O líder do PTI, advogado Ali Zafar, disse na sexta-feira que não pode manter conversações com o governo até que este lhe permita encontrar-se com o fundador do partido, Imran Khan, que está preso.
Ele fez as observações ao falar em Lahore com uma delegação da aliança rebelde Tehreek Tahafuz Aiyen-i-Pakistan (TTAP), onde está numa visita de três dias à cidade como parte do “movimento de rua” da oposição para realizar reuniões políticas e sociais.

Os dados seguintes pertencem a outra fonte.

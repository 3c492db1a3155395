//! Paper-trading arbitrage engine for short-dated binary up/down crypto
//! prediction markets across two venues.
//!
//! The public surface is the core evaluation engine (`core`): the snapshot
//! model, the order-book walker, the fill estimator, the per-coin state
//! machine, the arbitrage engine, the profile multiplexer, and the
//! resolution oracle. Venue clients, dashboard rendering, and CLI
//! navigation are deliberately out of scope (spec §1) and are represented
//! only by the `SnapshotSupplier` trait they would implement.

pub mod config;
pub mod core;
pub mod error;

pub use config::Config;
pub use error::{Error, Result};
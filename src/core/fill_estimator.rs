//! Fill estimator (C3): combine two venues/sides into a pair estimate.

use rust_decimal::Decimal;

use crate::core::domain::{Direction, FillEstimate, FillSource, Snapshot};

/// Estimate the combined cost of one direction's pair trade at `notional`
/// per leg. Pure and side-effect free; safe to call for display even when
/// trading is gated off.
#[must_use]
pub fn estimate(direction: Direction, snap_p: &Snapshot, snap_k: &Snapshot, notional: Decimal) -> FillEstimate {
    let (token_p, token_k) = match direction {
        Direction::UpNo => (&snap_p.up_token_id, &snap_k.down_token_id),
        Direction::DownYes => (&snap_p.down_token_id, &snap_k.up_token_id),
    };

    let fallback_p = snap_p.best_ask.get(token_p).copied();
    let fallback_k = snap_k.best_ask.get(token_k).copied();

    let walk_p = snap_p
        .book_for(token_p)
        .map(|book| book.walk_asks(notional, fallback_p))
        .unwrap_or_else(|| match fallback_p {
            Some(price) if price > Decimal::ZERO => crate::core::domain::WalkResult {
                units: notional / price,
                effective_price: price,
                spend: notional,
                shortfall: None,
                source: FillSource::BestAsk,
            },
            _ => crate::core::domain::WalkResult::unavailable(),
        });

    let walk_k = snap_k
        .book_for(token_k)
        .map(|book| book.walk_asks(notional, fallback_k))
        .unwrap_or_else(|| match fallback_k {
            Some(price) if price > Decimal::ZERO => crate::core::domain::WalkResult {
                units: notional / price,
                effective_price: price,
                spend: notional,
                shortfall: None,
                source: FillSource::BestAsk,
            },
            _ => crate::core::domain::WalkResult::unavailable(),
        });

    let combined_cost = walk_p.effective_price + walk_k.effective_price;
    let source = if walk_p.source == FillSource::Orderbook
        && walk_k.source == FillSource::Orderbook
        && walk_p.shortfall.is_none()
        && walk_k.shortfall.is_none()
    {
        FillSource::Orderbook
    } else {
        walk_p.source.weaker(walk_k.source)
    };

    FillEstimate {
        direction,
        combined_cost,
        units_p: walk_p.units,
        units_k: walk_k.units,
        spend_p: walk_p.spend,
        spend_k: walk_k.spend,
        effective_price_p: walk_p.effective_price,
        effective_price_k: walk_k.effective_price,
        gap: Decimal::ONE - combined_cost,
        source,
        shortfall_p: walk_p.shortfall,
        shortfall_k: walk_k.shortfall,
    }
}
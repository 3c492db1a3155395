//! Control plane (spec §6): CLI flags plus the `ARB_EVAL_INTERVAL_MS`
//! environment override (read directly by `Config::eval_interval_ms`).

use clap::Parser;

#[derive(Debug, Parser)]
#[command(name = "paper-arb", about = "Paper-trading arbitrage engine for binary prediction markets")]
pub struct Cli {
    /// Path to the TOML config file.
    #[arg(long, default_value = "config.toml")]
    pub config: std::path::PathBuf,

    /// Comma-separated profile names to run; defaults to every profile in the config.
    #[arg(long, value_delimiter = ',')]
    pub profiles: Option<Vec<String>>,

    /// Comma-separated coin symbols to run; defaults to every coin in each profile.
    #[arg(long, value_delimiter = ',')]
    pub coins: Option<Vec<String>>,

    /// Run unattended against the fixture supplier instead of real venue clients.
    #[arg(long)]
    pub auto: bool,

    /// Suppress the terminal dashboard (out of scope for this core; accepted for CLI compatibility).
    #[arg(long)]
    pub headless: bool,

    /// Override the configured log level.
    #[arg(long)]
    pub log_level: Option<String>,
}

impl Cli {
    /// Restrict a profile's coin list to those named on the command line, if any were given.
    #[must_use]
    pub fn filter_coins(&self, coins: &str) -> bool {
        self.coins
            .as_ref()
            .map(|wanted| wanted.iter().any(|c| c.eq_ignore_ascii_case(coins)))
            .unwrap_or(true)
    }

    /// Restrict the set of profiles to those named on the command line, if any were given.
    #[must_use]
    pub fn filter_profile(&self, name: &str) -> bool {
        self.profiles
            .as_ref()
            .map(|wanted| wanted.iter().any(|p| p.eq_ignore_ascii_case(name)))
            .unwrap_or(true)
    }
}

A aliança postou no X que o chefe do TTAP, Mahmoud Khan Achakzai, e Allama Raja Nasir Abbas chegaram a um comício realizado na residência do procurador-geral Chaudhry Ghulam Abbas na sexta-feira, que contou com a presença de um grande número de jornalistas, líderes políticos e funcionários do PTI.
Falando durante a reunião, o líder do PTI, advogado Ali Zafar, deu as boas-vindas à delegação do TTAP a Lahore.
Ele apelou à TTAP para utilizar a sua plataforma para facilitar as negociações com Imran, com quem não teve permissão para se encontrar nas últimas semanas.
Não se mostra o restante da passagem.